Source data
===
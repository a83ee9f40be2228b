//! Quadrature decoding of the two Hall sensors.
//!
//! The sensors fire in this order:
//! - Upward movement: HALL1 high, HALL2 high, HALL1 low, HALL2 low
//! - Downward movement: HALL2 high, HALL1 high, HALL2 low, HALL1 low
//!
//! Each edge maps to one of four rotor phases; the phase delta between
//! consecutive edges gives the sensed rotation direction. Hall-1 edges also
//! feed the inter-edge interval used for RPM and stall detection.

use crate::bridge::Direction;
use crate::config::GEAR_RATIO;

/// Which Hall sensor produced an edge.
#[derive(Copy, Clone, Debug, PartialEq, Eq)]
pub enum HallSensor {
    Hall1,
    Hall2,
}

/// Edge decoder state plus the Hall-1 timing counters.
pub struct HallDecoder {
    /// Last decoded rotor phase (0..=3); -1 until the first edge is seen.
    rotor_position: i32,
    hall_1_ticks: u32,
    hall_2_ticks: u32,
    /// Milliseconds since the last Hall-1 edge, bumped by the 1 ms tick.
    hall_1_idle_ms: u32,
    /// Last measured gap between Hall-1 edges; 0 until two edges are seen.
    hall_1_interval_ms: u32,
}

impl HallDecoder {
    pub fn new() -> Self {
        Self {
            rotor_position: -1,
            hall_1_ticks: 0,
            hall_2_ticks: 0,
            hall_1_idle_ms: 0,
            hall_1_interval_ms: 0,
        }
    }

    /// Decode one sensor edge.
    ///
    /// Returns the sensed rotation direction, or `None` for the very first
    /// edge and for a phase skip of 2 (direction change between edges).
    pub fn feed(&mut self, sensor: HallSensor, level: bool) -> Option<Direction> {
        // HALL1 high = 0, HALL2 high = 1, HALL1 low = 2, HALL2 low = 3.
        // Up cycles 0,1,2,3,...; down cycles 1,0,3,2,...
        let index = match sensor {
            HallSensor::Hall1 => 0,
            HallSensor::Hall2 => 1,
        };
        let new_phase = index + if level { 0 } else { 2 };

        match sensor {
            HallSensor::Hall1 => {
                self.hall_1_ticks += 1;
                if self.hall_1_ticks > 1 {
                    // At least two edges are needed before the gap is a
                    // meaningful interval.
                    self.hall_1_interval_ms = self.hall_1_idle_ms;
                }
                self.hall_1_idle_ms = 0;
            }
            HallSensor::Hall2 => self.hall_2_ticks += 1,
        }

        let sense = if self.rotor_position >= 0 {
            match (4 + new_phase - self.rotor_position) & 0x3 {
                1 => Some(Direction::Up),
                3 => Some(Direction::Down),
                // A skip of 2 means the rotor reversed between edges; no
                // location delta can be attributed to it.
                _ => None,
            }
        } else {
            None
        };

        self.rotor_position = new_phase;
        sense
    }

    /// Advance the idle counter by one millisecond of the stall tick.
    #[inline]
    pub fn bump_idle(&mut self) {
        self.hall_1_idle_ms += 1;
    }

    /// Current curtain-rod RPM derived from the Hall-1 interval.
    pub fn rpm(&self) -> u32 {
        if self.hall_1_interval_ms != 0 {
            // 60000 ms per minute, two Hall-1 edges per motor revolution,
            // GEAR_RATIO motor revolutions per rod revolution.
            60 * 1000 / GEAR_RATIO as u32 / self.hall_1_interval_ms / 2
        } else {
            0
        }
    }

    /// Zero the per-movement counters. The rotor phase survives so a
    /// direction change across a stop is still detected.
    pub fn reset_motion(&mut self) {
        self.hall_1_ticks = 0;
        self.hall_2_ticks = 0;
        self.hall_1_idle_ms = 0;
        self.hall_1_interval_ms = 0;
    }

    #[inline]
    pub fn idle_ms(&self) -> u32 {
        self.hall_1_idle_ms
    }

    #[inline]
    pub fn interval_ms(&self) -> u32 {
        self.hall_1_interval_ms
    }

    #[inline]
    pub fn hall_1_ticks(&self) -> u32 {
        self.hall_1_ticks
    }

    #[inline]
    pub fn hall_2_ticks(&self) -> u32 {
        self.hall_2_ticks
    }
}

impl Default for HallDecoder {
    fn default() -> Self {
        Self::new()
    }
}

#[cfg(test)]
mod tests {
    use super::*;

    /// Feed the four-edge cycle of an upward rotation once.
    fn feed_up_cycle(dec: &mut HallDecoder) -> [Option<Direction>; 4] {
        [
            dec.feed(HallSensor::Hall1, true),
            dec.feed(HallSensor::Hall2, true),
            dec.feed(HallSensor::Hall1, false),
            dec.feed(HallSensor::Hall2, false),
        ]
    }

    #[test]
    fn first_edge_yields_no_direction() {
        let mut dec = HallDecoder::new();
        assert_eq!(dec.feed(HallSensor::Hall1, true), None);
    }

    #[test]
    fn upward_sequence_decodes_up() {
        let mut dec = HallDecoder::new();
        let senses = feed_up_cycle(&mut dec);
        assert_eq!(senses[0], None); // fresh decoder
        assert_eq!(senses[1..], [Some(Direction::Up); 3]);
        // Next cycle is all Up.
        assert_eq!(feed_up_cycle(&mut dec), [Some(Direction::Up); 4]);
    }

    #[test]
    fn downward_sequence_decodes_down() {
        let mut dec = HallDecoder::new();
        dec.feed(HallSensor::Hall2, true);
        assert_eq!(dec.feed(HallSensor::Hall1, true), Some(Direction::Down));
        assert_eq!(dec.feed(HallSensor::Hall2, false), Some(Direction::Down));
        assert_eq!(dec.feed(HallSensor::Hall1, false), Some(Direction::Down));
    }

    #[test]
    fn direction_change_skips_one_phase() {
        let mut dec = HallDecoder::new();
        // Up to phase 2 (HALL2 high then HALL1 low)...
        dec.feed(HallSensor::Hall1, true);
        dec.feed(HallSensor::Hall2, true);
        dec.feed(HallSensor::Hall1, false);
        // ...then the rotor reverses: HALL1 high is phase 0, a skip of 2.
        assert_eq!(dec.feed(HallSensor::Hall1, true), None);
        // The reversal continues cleanly as Down.
        assert_eq!(dec.feed(HallSensor::Hall2, false), Some(Direction::Down));
    }

    #[test]
    fn interval_needs_two_hall_1_edges() {
        let mut dec = HallDecoder::new();
        for _ in 0..7 {
            dec.bump_idle();
        }
        dec.feed(HallSensor::Hall1, true);
        assert_eq!(dec.interval_ms(), 0);
        for _ in 0..9 {
            dec.bump_idle();
        }
        dec.feed(HallSensor::Hall1, false);
        assert_eq!(dec.interval_ms(), 9);
        assert_eq!(dec.idle_ms(), 0);
    }

    #[test]
    fn hall_2_edges_do_not_touch_interval() {
        let mut dec = HallDecoder::new();
        dec.feed(HallSensor::Hall1, true);
        for _ in 0..5 {
            dec.bump_idle();
        }
        dec.feed(HallSensor::Hall2, true);
        assert_eq!(dec.idle_ms(), 5);
        assert_eq!(dec.interval_ms(), 0);
        assert_eq!(dec.hall_2_ticks(), 1);
    }

    #[test]
    fn rpm_from_interval() {
        let mut dec = HallDecoder::new();
        assert_eq!(dec.rpm(), 0);
        dec.feed(HallSensor::Hall1, true);
        for _ in 0..9 {
            dec.bump_idle();
        }
        dec.feed(HallSensor::Hall1, false);
        // 60000 / 171 / 9 / 2
        assert_eq!(dec.rpm(), 19);
    }

    #[test]
    fn reset_motion_keeps_rotor_phase() {
        let mut dec = HallDecoder::new();
        feed_up_cycle(&mut dec);
        dec.reset_motion();
        assert_eq!(dec.hall_1_ticks(), 0);
        assert_eq!(dec.interval_ms(), 0);
        // Phase was 3 (HALL2 low); HALL1 high (phase 0) continues upward.
        assert_eq!(dec.feed(HallSensor::Hall1, true), Some(Direction::Up));
    }
}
===
● **YOUR ASSIGNMENT**: All lines that contain the word "None" must be copied from the records above.

● **COMPLETED EXERCISE**:
    /// Returns the sensed rotation direction, or `None` for the very first
                _ => None,
            None
        assert_eq!(dec.feed(HallSensor::Hall1, true), None);
        assert_eq!(senses[0], None); // fresh decoder
        assert_eq!(dec.feed(HallSensor::Hall1, true), None);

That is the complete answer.